By Doug Palmer
WASHINGTON, May 1 (Reuters) - The U.S. Trade
Representative's office criticized China on Wednesday for
failing to stop the growing theft of American trade secrets that
are the lifeblood of U.S economic might, in the latest sign of
Washington's frustration with the problem.
"Not only are repeated thefts occurring inside China, but
also outside of China for the benefit of Chinese entities," USTR
said in its annual report on countries with the worst records of
protecting U.S. intellectual property rights.
"The United States strongly urges the Chinese Government
take serious steps to put an end to these activities and to
deter further activity by rigorously investigating and
prosecuting thefts of trade secrets by both cyber and
conventional means," the report said.
U.S. corporate victims of trade-secret theft have included
General Motors, Ford, DuPont, Dow Chemical, Motorola, Boeing and
Cargill as well as lesser-known companies.

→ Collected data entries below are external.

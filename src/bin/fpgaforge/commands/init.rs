//! `fpgaforge init` command

use std::path::PathBuf;

use anyhow::Result;

use crate::cli::InitArgs;
use crate::commands::parse_backend;
use fpgaforge::ops::{init_project, InitOptions};

pub fn execute(args: InitArgs) -> Result<()> {
    let path = args.path.unwrap_or_else(|| PathBuf::from("."));
    let opts = InitOptions {
        name: args.name,
        backend: parse_backend(&args.backend)?,
        part: args.part,
    };

    let manifest = init_project(&path, &opts)?;
    println!("     Created {} project at {}", opts.backend, manifest.display());

    Ok(())
}
//! User-friendly diagnostic messages.
//!
//! Every error shown by the CLI carries the offending value, the expected
//! shape or set, and where possible a suggested fix.

use std::fmt;
use std::path::PathBuf;

/// Common suggestion messages for consistent error handling.
pub mod suggestions {
    /// Suggestion when no manifest file is found.
    pub const NO_MANIFEST: &str = "help: Run `fpgaforge init` to create a new project";

    /// Suggestion when a backend name is unknown.
    pub const UNKNOWN_BACKEND: &str =
        "help: Run `fpgaforge backend list` to see the supported backends";

    /// Suggestion when a bitstream cannot be located for transfer.
    pub const NO_BITSTREAM: &str =
        "help: Run `fpgaforge generate` first or pass --bitstream <PATH>";
}

/// Severity level for diagnostics.
#[derive(Debug, Clone, Copy, PartialEq, Eq)]
pub enum Severity {
    Error,
    Warning,
    Note,
}

impl fmt::Display for Severity {
    fn fmt(&self, f: &mut fmt::Formatter<'_>) -> fmt::Result {
        match self {
            Severity::Error => write!(f, "error"),
            Severity::Warning => write!(f, "warning"),
            Severity::Note => write!(f, "note"),
        }
    }
}

/// A diagnostic message with optional suggestions.
#[derive(Debug, Clone)]
pub struct Diagnostic {
    /// Primary message
    pub message: String,
    /// Severity level
    pub severity: Severity,
    /// Additional context lines
    pub context: Vec<String>,
    /// Suggested fixes
    pub suggestions: Vec<String>,
    /// Related location (file path)
    pub location: Option<PathBuf>,
}

impl Diagnostic {
    fn with_severity(message: impl Into<String>, severity: Severity) -> Self {
        Diagnostic {
            message: message.into(),
            severity,
            context: Vec::new(),
            suggestions: Vec::new(),
            location: None,
        }
    }

    /// Create a new error diagnostic.
    pub fn error(message: impl Into<String>) -> Self {
        Self::with_severity(message, Severity::Error)
    }

    /// Create a new warning diagnostic.
    pub fn warning(message: impl Into<String>) -> Self {
        Self::with_severity(message, Severity::Warning)
    }

    /// Create a new note.
    pub fn note(message: impl Into<String>) -> Self {
        Self::with_severity(message, Severity::Note)
    }

    /// Add context to the diagnostic.
    pub fn with_context(mut self, context: impl Into<String>) -> Self {
        self.context.push(context.into());
        self
    }

    /// Add a suggestion for fixing the issue.
    pub fn with_suggestion(mut self, suggestion: impl Into<String>) -> Self {
        self.suggestions.push(suggestion.into());
        self
    }

    /// Add a file location.
    pub fn with_location(mut self, path: impl Into<PathBuf>) -> Self {
        self.location = Some(path.into());
        self
    }

    /// Format the diagnostic for terminal output.
    pub fn format(&self, color: bool) -> String {
        let mut output = String::new();

        let severity_str = if color {
            match self.severity {
                Severity::Error => "\x1b[1;31merror\x1b[0m",
                Severity::Warning => "\x1b[1;33mwarning\x1b[0m",
                Severity::Note => "\x1b[1;36mnote\x1b[0m",
            }
        } else {
            match self.severity {
                Severity::Error => "error",
                Severity::Warning => "warning",
                Severity::Note => "note",
            }
        };

        output.push_str(&format!("{}: {}\n", severity_str, self.message));

        if let Some(ref path) = self.location {
            output.push_str(&format!("  --> {}\n", path.display()));
        }

        for ctx in &self.context {
            output.push_str(&format!("  → {}\n", ctx));
        }

        if !self.suggestions.is_empty() {
            output.push('\n');
            let help_prefix = if color {
                "\x1b[1;32mhelp\x1b[0m"
            } else {
                "help"
            };
            output.push_str(&format!("{}: consider:\n", help_prefix));
            for (i, suggestion) in self.suggestions.iter().enumerate() {
                output.push_str(&format!("  {}. {}\n", i + 1, suggestion));
            }
        }

        output
    }
}

impl fmt::Display for Diagnostic {
    fn fmt(&self, f: &mut fmt::Formatter<'_>) -> fmt::Result {
        write!(f, "{}", self.format(false))
    }
}

/// Print a diagnostic to stderr.
pub fn emit(diagnostic: &Diagnostic, color: bool) {
    eprint!("{}", diagnostic.format(color));
}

A target company can see the payoff from research investment
evaporate as a result of corporate espionage and lose market
position, competitive advantage and efficiencies.

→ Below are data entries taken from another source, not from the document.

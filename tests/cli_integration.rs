//! CLI integration tests for fpgaforge.
//!
//! These tests drive the binary from project creation through script
//! generation. No vendor tool is needed: scripts are written, never run.

use std::fs;
use std::path::Path;
use std::process::Command;

use assert_cmd::prelude::*;
use predicates::prelude::*;
use tempfile::TempDir;

/// Get the fpgaforge binary command, isolated from the user's global config.
fn fpgaforge(home: &Path) -> Command {
    let mut cmd = Command::cargo_bin("fpgaforge").unwrap();
    cmd.env("HOME", home).env_remove("RUST_LOG");
    cmd
}

/// Create a temporary directory for test projects.
fn temp_dir() -> TempDir {
    TempDir::new().unwrap()
}

/// Initialize a project for `backend` in `dir`.
fn init(dir: &Path, backend: &str) {
    fpgaforge(dir)
        .args(["init", "--name", "blink", "--backend", backend])
        .current_dir(dir)
        .assert()
        .success();
}

// ============================================================================
// fpgaforge init
// ============================================================================

#[test]
fn test_init_creates_project() {
    let tmp = temp_dir();
    init(tmp.path(), "openflow");

    assert!(tmp.path().join("Fpga.toml").exists());
    assert!(tmp.path().join("hdl/top.v").exists());

    let manifest = fs::read_to_string(tmp.path().join("Fpga.toml")).unwrap();
    assert!(manifest.contains("backend = \"openflow\""));
    assert!(manifest.contains("part = \"hx8k-ct256\""));
}

#[test]
fn test_init_refuses_existing_manifest() {
    let tmp = temp_dir();
    init(tmp.path(), "vivado");

    fpgaforge(tmp.path())
        .args(["init"])
        .current_dir(tmp.path())
        .assert()
        .failure()
        .stderr(predicate::str::contains("already exists"));
}

#[test]
fn test_init_unknown_backend() {
    let tmp = temp_dir();
    fpgaforge(tmp.path())
        .args(["init", "--backend", "icecube"])
        .current_dir(tmp.path())
        .assert()
        .failure()
        .stderr(predicate::str::contains("invalid backend `icecube`"))
        .stderr(predicate::str::contains(
            "vivado, ise, quartus, libero, diamond, openflow",
        ));
    assert!(!tmp.path().join("Fpga.toml").exists());
}

// ============================================================================
// fpgaforge generate
// ============================================================================

#[test]
fn test_generate_openflow() {
    let tmp = temp_dir();
    init(tmp.path(), "openflow");

    fpgaforge(tmp.path())
        .args(["generate"])
        .current_dir(tmp.path())
        .assert()
        .success()
        .stdout(predicate::str::contains("bash openflow.sh"));

    let script = fs::read_to_string(tmp.path().join("results/openflow.sh")).unwrap();
    assert!(script.contains("PROJECT=blink"));
    assert!(script.contains("PART=hx8k-ct256"));
    assert!(script.contains("read_verilog -defer"));
    assert!(script.contains("hdl/top.v"));
    assert!(!script.contains("#FILES#"));
}

#[test]
fn test_generate_from_subdirectory() {
    let tmp = temp_dir();
    init(tmp.path(), "vivado");

    fpgaforge(tmp.path())
        .args(["generate", "--task", "syn", "--strategy", "area"])
        .current_dir(tmp.path().join("hdl"))
        .assert()
        .success()
        .stdout(predicate::str::contains(
            "vivado -mode batch -notrace -quiet -source vivado.tcl",
        ));

    let script = fs::read_to_string(tmp.path().join("results/vivado.tcl")).unwrap();
    assert!(script.contains("xc7k160t-3-fbg484"));
}

#[test]
fn test_generate_backend_override() {
    let tmp = temp_dir();
    init(tmp.path(), "vivado");

    fpgaforge(tmp.path())
        .args(["generate", "--backend", "quartus", "--part", "10cl025yu256c8g"])
        .current_dir(tmp.path())
        .assert()
        .success()
        .stdout(predicate::str::contains("quartus_sh --script quartus.tcl"));

    assert!(tmp.path().join("results/quartus.tcl").exists());
}

#[test]
fn test_generate_invalid_strategy() {
    let tmp = temp_dir();
    init(tmp.path(), "vivado");

    fpgaforge(tmp.path())
        .args(["generate", "--strategy", "fastest"])
        .current_dir(tmp.path())
        .assert()
        .failure()
        .stderr(predicate::str::contains("invalid strategy `fastest`"))
        .stderr(predicate::str::contains("none, area, speed, power"));
}

#[test]
fn test_generate_malformed_part() {
    let tmp = temp_dir();
    init(tmp.path(), "ise");

    fpgaforge(tmp.path())
        .args(["generate", "--part", "xc6slx9-csg324"])
        .current_dir(tmp.path())
        .assert()
        .failure()
        .stderr(predicate::str::contains("malformed part `xc6slx9-csg324`"))
        .stderr(predicate::str::contains("DEVICE-SPEED-PACKAGE"));
}

#[test]
fn test_generate_without_manifest() {
    let tmp = temp_dir();
    fpgaforge(tmp.path())
        .args(["generate"])
        .current_dir(tmp.path())
        .assert()
        .failure()
        .stderr(predicate::str::contains("Fpga.toml"))
        .stderr(predicate::str::contains("fpgaforge init"));
}

#[test]
fn test_generate_template_override() {
    let tmp = temp_dir();
    init(tmp.path(), "openflow");

    let templates = tmp.path().join("templates");
    fs::create_dir_all(&templates).unwrap();
    fs::write(templates.join("openflow.sh"), "echo #PROJECT# #DEVICE#\n").unwrap();

    fpgaforge(tmp.path())
        .args(["generate", "--template-dir"])
        .arg(&templates)
        .current_dir(tmp.path())
        .assert()
        .success();

    let script = fs::read_to_string(tmp.path().join("results/openflow.sh")).unwrap();
    assert_eq!(script, "echo blink hx8k\n");
}

// ============================================================================
// fpgaforge transfer
// ============================================================================

#[test]
fn test_transfer_openflow() {
    let tmp = temp_dir();
    init(tmp.path(), "openflow");

    fpgaforge(tmp.path())
        .args(["transfer"])
        .current_dir(tmp.path())
        .assert()
        .success()
        .stdout(predicate::str::contains("bash openflow-prog.sh"));

    let script = fs::read_to_string(tmp.path().join("results/openflow-prog.sh")).unwrap();
    assert!(script.contains("blink.bit"));
}

#[test]
fn test_transfer_unsupported_backend() {
    let tmp = temp_dir();
    init(tmp.path(), "libero");

    fpgaforge(tmp.path())
        .args(["transfer"])
        .current_dir(tmp.path())
        .assert()
        .failure()
        .stderr(predicate::str::contains(
            "`transfer` is not supported by the libero backend",
        ));
}

#[test]
fn test_transfer_memory_needs_part() {
    let tmp = temp_dir();
    init(tmp.path(), "vivado");

    fpgaforge(tmp.path())
        .args(["transfer", "--devtype", "spi"])
        .current_dir(tmp.path())
        .assert()
        .failure()
        .stderr(predicate::str::contains("missing memory part"));

    fpgaforge(tmp.path())
        .args(["transfer", "--devtype", "spi", "--mempart", "s25fl128sxxxxxx0-spi-x1_x2_x4"])
        .args(["--width", "4"])
        .current_dir(tmp.path())
        .assert()
        .success();
}

// ============================================================================
// fpgaforge context / part
// ============================================================================

#[test]
fn test_context_json() {
    let tmp = temp_dir();
    init(tmp.path(), "openflow");

    let output = fpgaforge(tmp.path())
        .args(["context", "--json"])
        .current_dir(tmp.path())
        .output()
        .unwrap();
    assert!(output.status.success());

    let ctx: serde_json::Value = serde_json::from_slice(&output.stdout).unwrap();
    assert_eq!(ctx["PART"], "hx8k-ct256");
    assert_eq!(ctx["FAMILY"], "ice40");
    assert_eq!(ctx["PROJECT"], "blink");
    assert_eq!(ctx["BIT"], "1");
}

#[test]
fn test_part_rewrites() {
    let tmp = temp_dir();
    let output = fpgaforge(tmp.path())
        .args(["part", "hx4k-ct256", "--json"])
        .output()
        .unwrap();
    assert!(output.status.success());

    let part: serde_json::Value = serde_json::from_slice(&output.stdout).unwrap();
    assert_eq!(part["family"], "ice40");
    assert_eq!(part["device"], "hx8k");
    assert_eq!(part["package"], "ct256:4k");

    fpgaforge(tmp.path())
        .args(["part", "HX8K-CT256"])
        .assert()
        .success()
        .stdout(predicate::str::contains("Device:   hx8k"))
        .stdout(predicate::str::contains("Package:  ct256"));
}

#[test]
fn test_part_libero_normalization() {
    let tmp = temp_dir();
    fpgaforge(tmp.path())
        .args(["part", "mpf100t-fcg484", "--backend", "libero"])
        .assert()
        .success()
        .stdout(predicate::str::contains("mpf100t-STD-fcg484"))
        .stdout(predicate::str::contains("PolarFire"));
}

#[test]
fn test_part_malformed() {
    let tmp = temp_dir();
    fpgaforge(tmp.path())
        .args(["part", "a-b-c-d"])
        .assert()
        .failure()
        .stderr(predicate::str::contains("malformed part `a-b-c-d`"));
}

// ============================================================================
// fpgaforge backend / completions
// ============================================================================

#[test]
fn test_backend_list() {
    let tmp = temp_dir();
    let assert = fpgaforge(tmp.path())
        .args(["backend", "list"])
        .assert()
        .success();

    let stdout = String::from_utf8(assert.get_output().stdout.clone()).unwrap();
    for name in ["vivado", "ise", "quartus", "libero", "diamond", "openflow"] {
        assert!(stdout.contains(name), "missing {name} in:\n{stdout}");
    }
}

#[test]
fn test_backend_show() {
    let tmp = temp_dir();
    fpgaforge(tmp.path())
        .args(["backend", "show", "libero"])
        .assert()
        .success()
        .stdout(predicate::str::contains("libero SCRIPT:libero.tcl"))
        .stdout(predicate::str::contains("not supported"));

    fpgaforge(tmp.path())
        .args(["backend", "show", "cmake"])
        .assert()
        .failure()
        .stderr(predicate::str::contains("invalid backend `cmake`"));
}

#[test]
fn test_completions() {
    let tmp = temp_dir();
    fpgaforge(tmp.path())
        .args(["completions", "bash"])
        .assert()
        .success()
        .stdout(predicate::str::contains("fpgaforge"));
}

The White House in February rolled out a strategy to address
the growing problems, which occur both through cyber-attacks and
older methods such as a disloyal employee stealing trade secrets
on the job and selling them to a rival company.
The Obama administration said its weapons would included
trade policy measures like USTR's annual intellectual property
rights report, working with like-minded countries and possible
While U.S. officials insisted the strategy was not aimed at
any particular country, a White House report list 17 cases of
trade-secret theft by Chinese companies or individuals since
2010, far more than any other country.
Two senior Democrats recently urged USTR to use the annual
intellectual property rights report to designate China as a
"priority foreign country" because of trade secret theft.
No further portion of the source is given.